Digitised Diseases osteoarchaeology project
Warning: this page contains images and discussion of human remains
Digitised Diseases www.digitiseddiseases.org is a unique online resource that brings together 1,600 specimens of diseased human bone. The collection offers trainee medics, clinicians and medical historians the chance to study the effects of chronic diseases on the skeleton.
"This will be a unique resource both for archaeologists and medical historians to identify diseases in ancient specimens, but also for clinicians who can see extreme forms of chronic diseases which they would never see nowadays in their consulting rooms. " Dr Andrew Wilson, University of Bradford
The online resource contains 3D models of bones affected by over 90 chronic pathological conditions, ranging from common complaints such as osteoarthritis to rare bone cancers and conditions that are often considered to be diseases of poverty, such as tuberculosis.

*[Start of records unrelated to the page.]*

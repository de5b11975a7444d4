//! Playlist imports: M3U files, whole directories and single files.
//!
//! Every import mutates a [`Playlist`] in place and reports how many entries
//! it added. Unreadable inputs behave like empty ones.

use std::fs;
use std::path::Path;

use crate::session::{Playlist, TrackRef};

use super::listing::{audio_files_in, is_audio_file};

const EXTINF_PREFIX: &str = "#EXTINF:-1,";

/// Parse M3U text into track references.
///
/// `#EXTINF:-1,<name>` sets a pending name for the next entry unless the name
/// contains an `http://` or `https://` URL. Other `#` lines and blank lines are ignored.
pub fn parse_m3u(text: &str) -> Vec<TrackRef> {
    let mut tracks = Vec::new();
    let mut pending_name: Option<String> = None;

    for line in text.lines().map(str::trim) {
        if line.is_empty() {
            continue;
        }
        if let Some(name) = line.strip_prefix(EXTINF_PREFIX) {
            if !(name.contains("http://") || name.contains("https://")) {
                pending_name = Some(name.to_string());
            }
        } else if !line.starts_with('#') {
            match pending_name.take() {
                Some(name) if !name.is_empty() => tracks.push(TrackRef::named(name, line)),
                _ => tracks.push(TrackRef::bare(line)),
            }
        }
    }

    tracks
}

/// Replace the playlist with the contents of an M3U file.
pub fn import_playlist_file(playlist: &mut Playlist, path: &Path) -> usize {
    let tracks = match fs::read_to_string(path) {
        Ok(text) => parse_m3u(&text),
        Err(e) => {
            tracing::warn!(path = %path.display(), error = %e, "could not read playlist file");
            Vec::new()
        }
    };
    let n = tracks.len();
    playlist.replace(tracks);
    tracing::info!(path = %path.display(), tracks = n, "imported playlist file");
    n
}

/// Append every audio file directly inside `dir`.
pub fn import_directory(playlist: &mut Playlist, dir: &Path) -> usize {
    let files = audio_files_in(dir);
    let n = files.len();
    playlist.extend(
        files
            .into_iter()
            .map(|p| TrackRef::bare(p.to_string_lossy().into_owned())),
    );
    tracing::debug!(dir = %dir.display(), tracks = n, "imported directory");
    n
}

/// Append `path` if it is an audio file; anything else is ignored.
pub fn import_single_file(playlist: &mut Playlist, path: &Path) -> usize {
    if !is_audio_file(path) {
        return 0;
    }
    playlist.push(TrackRef::bare(path.to_string_lossy().into_owned()));
    1
}
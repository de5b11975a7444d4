use std::fs;
use std::path::PathBuf;
use std::process::{Command as ProcessCommand, Stdio};
use std::thread;
use std::time::Duration;

use crate::config::Settings;
use crate::error::PlayerError;

use super::channel::{ControlChannel, UnixSocketChannel};
use super::process::PlayerProcess;
use super::protocol::{Command, Property, Response};
use super::{Player, Position};

/// How `MpvPlayer` launches and talks to the player.
#[derive(Debug, Clone)]
pub struct MpvOptions {
    pub binary: String,
    pub socket_path: PathBuf,
    pub ipc_timeout: Duration,
    pub settle: Duration,
    pub persist_grace: Duration,
    pub watch_later_dir: PathBuf,
}

impl MpvOptions {
    pub fn from_settings(settings: &Settings, watch_later_dir: PathBuf) -> Self {
        Self {
            binary: settings.player.binary.clone(),
            socket_path: settings.player.socket_path.clone(),
            ipc_timeout: Duration::from_millis(settings.player.ipc_timeout_ms),
            settle: Duration::from_millis(settings.player.settle_ms),
            persist_grace: Duration::from_millis(settings.player.persist_grace_ms),
            watch_later_dir,
        }
    }

    fn launch_command(&self, target: &str, volume: u8) -> ProcessCommand {
        let mut cmd = ProcessCommand::new(&self.binary);
        cmd.arg("--no-terminal")
            .arg("--no-video")
            .arg("--vo=null")
            .arg("--no-config")
            .arg(format!("--input-ipc-server={}", self.socket_path.display()))
            .arg(format!("--volume={volume}"))
            .arg("--save-position-on-quit=yes")
            .arg(format!(
                "--watch-later-directory={}",
                self.watch_later_dir.display()
            ))
            .arg("--")
            .arg(target)
            // The terminal belongs to the UI.
            .stdin(Stdio::null())
            .stdout(Stdio::null())
            .stderr(Stdio::null());
        cmd
    }
}

/// Controls one external mpv process at a time.
pub struct MpvPlayer<C: ControlChannel = UnixSocketChannel> {
    options: MpvOptions,
    channel: C,
    process: Option<PlayerProcess>,
}

impl MpvPlayer<UnixSocketChannel> {
    pub fn new(options: MpvOptions) -> Self {
        let channel = UnixSocketChannel::new(options.socket_path.clone(), options.ipc_timeout);
        Self::with_channel(options, channel)
    }
}

impl<C: ControlChannel> MpvPlayer<C> {
    pub fn with_channel(options: MpvOptions, channel: C) -> Self {
        Self {
            options,
            channel,
            process: None,
        }
    }

    #[cfg(test)]
    pub(super) fn channel(&self) -> &C {
        &self.channel
    }

    fn remove_socket(&self) {
        match fs::remove_file(&self.options.socket_path) {
            Ok(()) => {}
            Err(e) if e.kind() == std::io::ErrorKind::NotFound => {}
            Err(e) => {
                tracing::debug!(path = %self.options.socket_path.display(), error = %e, "could not remove socket")
            }
        }
    }

    fn query(&self, property: Property) -> Option<f64> {
        self.send(&Command::GetProperty(property))
            .ok()
            .and_then(|r| r.as_f64())
            .filter(|v| v.is_finite() && *v >= 0.0)
    }
}

impl<C: ControlChannel> Player for MpvPlayer<C> {
    fn start(&mut self, target: &str, volume: u8) -> Result<(), PlayerError> {
        self.stop();

        if let Err(e) = fs::create_dir_all(&self.options.watch_later_dir) {
            tracing::debug!(error = %e, "could not create watch-later directory");
        }

        let process = PlayerProcess::spawn(self.options.launch_command(target, volume))
            .map_err(PlayerError::Launch)?;
        self.process = Some(process);
        tracing::info!(track = target, volume, "player started");

        // The socket appears some time after spawn; polls that race it just
        // come back empty until the next tick.
        thread::sleep(self.options.settle);
        Ok(())
    }

    fn stop(&mut self) {
        // A hard kill: a graceful `quit` would make the player save its
        // resume position, which only `stop_and_persist` should do.
        if let Some(process) = self.process.take() {
            process.terminate();
            tracing::info!("player stopped");
        }
        self.remove_socket();
    }

    fn stop_and_persist(&mut self) {
        if self.is_running() {
            match self.send(&Command::WriteWatchLater) {
                Ok(_) => {
                    thread::sleep(self.options.persist_grace);
                    if let Err(e) = self.send(&Command::Quit) {
                        tracing::debug!(error = %e, "player did not acknowledge quit");
                    }
                }
                Err(e) => tracing::warn!(error = %e, "could not persist playback position"),
            }
        }
        self.stop();
    }

    fn send(&self, command: &Command) -> Result<Response, PlayerError> {
        let response = self.channel.request(command)?;
        if response.is_success() {
            Ok(response)
        } else {
            Err(PlayerError::Rejected(response.error))
        }
    }

    fn position(&self) -> Position {
        if !self.is_running() {
            return Position::ZERO;
        }
        let Some(elapsed) = self.query(Property::TimePos) else {
            return Position::ZERO;
        };
        match self.query(Property::Duration) {
            Some(duration) => Position { elapsed, duration },
            None => Position::ZERO,
        }
    }

    fn is_running(&self) -> bool {
        self.process.as_ref().is_some_and(PlayerProcess::is_running)
    }
}

impl<C: ControlChannel> Drop for MpvPlayer<C> {
    fn drop(&mut self) {
        if let Some(process) = self.process.take() {
            process.terminate();
        }
    }
}
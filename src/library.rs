//! Filesystem side of the library: directory listing for the browser pane,
//! playlist imports and name filtering.

mod filter;
mod listing;
mod playlist;

pub use filter::filter_by_name;
pub use listing::{DirEntry, is_audio_file, is_playlist_file, list_directory, parent_dir};
pub use playlist::{import_directory, import_playlist_file, import_single_file};

#[cfg(test)]
mod tests;
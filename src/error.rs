//! Error types shared across the player and session layers.
//!
//! Neither kind of error is ever shown to the user: player errors mean
//! "the command did not take effect" and session errors mean "the state file
//! could not be read or written". Callers log them and carry on.

use std::io;

use thiserror::Error;

/// Failures talking to (or launching) the external player.
#[derive(Debug, Error)]
pub enum PlayerError {
    /// The player binary could not be spawned.
    #[error("failed to launch player: {0}")]
    Launch(#[source] io::Error),

    /// The control socket is absent or refused the connection.
    #[error("control channel unavailable: {0}")]
    Unavailable(#[source] io::Error),

    /// The player did not answer within the IPC timeout.
    #[error("player did not respond in time")]
    Timeout,

    /// The player answered with something that is not a response object.
    #[error("malformed player response: {0}")]
    Protocol(#[from] serde_json::Error),

    /// The player reported an error for the command.
    #[error("player rejected command: {0}")]
    Rejected(String),
}

impl PlayerError {
    /// Map an I/O error from the socket to either a timeout or unavailability.
    pub fn from_io(err: io::Error) -> Self {
        match err.kind() {
            io::ErrorKind::WouldBlock | io::ErrorKind::TimedOut => Self::Timeout,
            _ => Self::Unavailable(err),
        }
    }
}

/// Failures reading or writing the persisted session.
#[derive(Debug, Error)]
pub enum SessionError {
    #[error("session file I/O failed: {0}")]
    Io(#[from] io::Error),

    #[error("session file is not valid JSON: {0}")]
    Json(#[from] serde_json::Error),
}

The Digitised Diseases project, created by the University of Bradford and Jisc, brings together world-renowned skeletal collections. MOLA osteologists worked with a multi-disciplinary, led by colleagues at Bradford, to digitise the specimens using a combination of 3D laser scanning, CT and radiography. All 3D models are accompanied by descriptions of the conditions.
Within the collection are records of specimens that would otherwise be too fragile to handle. The online resource is of particular value to students and researchers in countries that do not have access to bone collections or where the study of real human remains is restricted.
Skeletal collections digitised come from the University of Bradford’s Biological Anthropology Research Centre (BARC); the Hunterian Museum and the Wellcome Museum of Anatomy and Pathology at the Royal College of Surgeons; and include human remains excavated by MOLA.